Work task: This task calls for copying every line of the records that includes the word "NoArtifact".

Stored dataset items:
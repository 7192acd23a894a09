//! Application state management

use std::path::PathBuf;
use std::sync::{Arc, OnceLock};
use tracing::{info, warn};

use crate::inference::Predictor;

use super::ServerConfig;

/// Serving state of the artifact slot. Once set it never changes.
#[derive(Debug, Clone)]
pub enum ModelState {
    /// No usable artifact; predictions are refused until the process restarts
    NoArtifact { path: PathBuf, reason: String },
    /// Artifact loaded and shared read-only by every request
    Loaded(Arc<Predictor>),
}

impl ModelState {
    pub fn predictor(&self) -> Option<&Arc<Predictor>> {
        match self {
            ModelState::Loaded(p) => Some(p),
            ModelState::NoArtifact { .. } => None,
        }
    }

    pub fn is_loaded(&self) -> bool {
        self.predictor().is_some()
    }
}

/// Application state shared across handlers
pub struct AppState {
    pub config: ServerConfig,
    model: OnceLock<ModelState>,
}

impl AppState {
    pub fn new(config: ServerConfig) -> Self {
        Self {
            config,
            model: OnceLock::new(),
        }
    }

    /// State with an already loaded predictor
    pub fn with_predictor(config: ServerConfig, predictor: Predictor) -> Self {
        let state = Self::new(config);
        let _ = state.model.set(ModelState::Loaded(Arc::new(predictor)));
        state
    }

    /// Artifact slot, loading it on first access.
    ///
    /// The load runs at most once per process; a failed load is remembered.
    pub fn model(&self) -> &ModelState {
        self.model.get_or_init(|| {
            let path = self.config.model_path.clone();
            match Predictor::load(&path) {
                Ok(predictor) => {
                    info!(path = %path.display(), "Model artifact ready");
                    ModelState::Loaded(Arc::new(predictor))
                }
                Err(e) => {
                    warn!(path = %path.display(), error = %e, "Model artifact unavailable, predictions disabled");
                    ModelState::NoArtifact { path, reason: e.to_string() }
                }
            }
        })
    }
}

Output:
    NoArtifact { path: PathBuf, reason: String },
            ModelState::NoArtifact { .. } => None,
                    ModelState::NoArtifact { path, reason: e.to_string() }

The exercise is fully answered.